Re: [orca-list] Punctuation, capital letters, exchange of characters and strings, generally error in the design of Orca



Thanks Milan.

So...I have a dilemma. The imperfect gnome-speech-based solution in Orca exists and generally works. The emergence of PulseAudio is also helping to address one of the major issues (audio device contention).
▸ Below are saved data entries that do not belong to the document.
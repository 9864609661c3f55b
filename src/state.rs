use std::sync::Arc;

use crate::clock::{Clock, SystemClock};
use crate::config::AppConfig;
use crate::conversation::ConversationMachine;
use crate::diary::{repo::DiaryRepository, repo::PgDiaryRepository, DiaryService};
use crate::memory::MemoryStore;
use crate::profiles::{repo::PgProfileRepository, repo::ProfileRepository, services::ProfileService};
use crate::stats::StatsService;
use crate::vision::{openai::OpenAiVisionClient, UnconfiguredVision, VisionAnalyzer};

#[derive(Clone)]
pub struct AppState {
    pub config: Arc<AppConfig>,
    pub profiles: Arc<ProfileService>,
    pub diary: Arc<DiaryService>,
    pub stats: Arc<StatsService>,
    pub conversations: Arc<ConversationMachine>,
}

impl AppState {
    pub async fn init() -> anyhow::Result<Self> {
        let config = Arc::new(AppConfig::from_env()?);
        let clock: Arc<dyn Clock> = Arc::new(SystemClock);

        let (profile_repo, diary_repo): (Arc<dyn ProfileRepository>, Arc<dyn DiaryRepository>) =
            match config.database_url.as_deref() {
                Some(url) => {
                    let db = crate::db::connect(url).await?;
                    (
                        Arc::new(PgProfileRepository::new(db.clone())) as Arc<dyn ProfileRepository>,
                        Arc::new(PgDiaryRepository::new(db)) as Arc<dyn DiaryRepository>,
                    )
                }
                None => {
                    tracing::warn!("DATABASE_URL not set; diary is kept in memory only");
                    let store = Arc::new(MemoryStore::new(clock.clone()));
                    (
                        store.clone() as Arc<dyn ProfileRepository>,
                        store as Arc<dyn DiaryRepository>,
                    )
                }
            };

        let vision: Arc<dyn VisionAnalyzer> = match config.vision.api_key.clone() {
            Some(key) => Arc::new(OpenAiVisionClient::new(key, &config.vision)),
            None => {
                tracing::warn!("OPENAI_API_KEY not set; photo analysis is disabled");
                Arc::new(UnconfiguredVision)
            }
        };

        Ok(Self::from_parts(
            config,
            profile_repo,
            diary_repo,
            vision,
            clock,
        ))
    }

    pub fn from_parts(
        config: Arc<AppConfig>,
        profile_repo: Arc<dyn ProfileRepository>,
        diary_repo: Arc<dyn DiaryRepository>,
        vision: Arc<dyn VisionAnalyzer>,
        clock: Arc<dyn Clock>,
    ) -> Self {
        let profiles = Arc::new(ProfileService::new(profile_repo, clock));
        let diary = Arc::new(DiaryService::new(diary_repo, profiles.clone()));
        let stats = Arc::new(StatsService::new(diary.clone(), profiles.clone()));
        let conversations = Arc::new(ConversationMachine::new(
            profiles.clone(),
            diary.clone(),
            stats.clone(),
            vision,
            config.history_days,
        ));
        Self {
            config,
            profiles,
            diary,
            stats,
            conversations,
        }
    }

    #[cfg(test)]
    pub fn fake() -> Self {
        let config = Arc::new(AppConfig {
            database_url: None,
            jwt: crate::config::JwtConfig {
                secret: "test".into(),
                issuer: "test".into(),
                audience: "test".into(),
            },
            vision: crate::config::VisionConfig {
                api_key: None,
                model: "fake".into(),
                base_url: "http://127.0.0.1:9".into(),
                timeout_secs: 1,
            },
            history_days: 7,
        });
        let clock: Arc<dyn Clock> = Arc::new(SystemClock);
        let store = Arc::new(MemoryStore::new(clock.clone()));
        Self::from_parts(
            config,
            store.clone(),
            store,
            Arc::new(UnconfiguredVision),
            clock,
        )
    }
}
While not perfect, the current solution provides emulation for missing TTS features in a very expedient and controllable means to give users what they want *today*. We can also quickly make adjustments to gnome-speech to provide support for features enabled by the speech engine (e.g., verbalized punctuation, capitalization, etc.) and we can quickly adjust Orca to pass things on to the speech engine rather than emulate them at the Orca layer. In addition, all of this is encapsulated in GNOME, making it easy to manage from the release and packaging standpoints.

What I'm getting from Brailcom is a proposed solution that, when implemented, seems like it could address a number of problems. It will eliminate the need for Orca to do emulation of missing features. It will provide features that are on the Orca requirements list, but which are not currently implemented (e.g., verbalized capitalization, audio icons, etc.). It will also act as a system service that many apps can use, which will run on a large number of platforms, and which does not require a desktop to be running.

That's great. As a result of this promise, I permitted the speech dispatcher code into Orca as a means to provide a proving ground. It is still interesting to me, but it does not come without issue: it is incomplete, it is not an accepted dependency for GNOME, dogmatic pursuit of purism, etc.

What I didn't expect was inflexible opposition from Brailcom to the practical solutions provided by Orca, such as the notion of the user specifying pronunciation definitions at a higher level. Until the unsophisticated user has a convenient mechanism for doing things such as tweaking pronunciations, Orca is going to provide a means to do this. Until verbalized punctuation is guaranteed to be supported by the lower layers, Orca is going to provide a means to emulate this. As the Orca project lead, this is my decision, and it is based upon user requirements. I hear Brailcom loud and clear - you don't like this. Please, let's agree to disagree and let's focus on SpeechDispatcher.

Until it is complete, stable, and we're sure it helps us meet the user requirements, I cannot make SpeechDispatcher a supported part of Orca. We have at least gotten to the point where we've identified the API that will be exposed to Orca, which is the speechd Python bindings. With the exception of some things, it sees like a viable API, though I need to dig into it a little deeper.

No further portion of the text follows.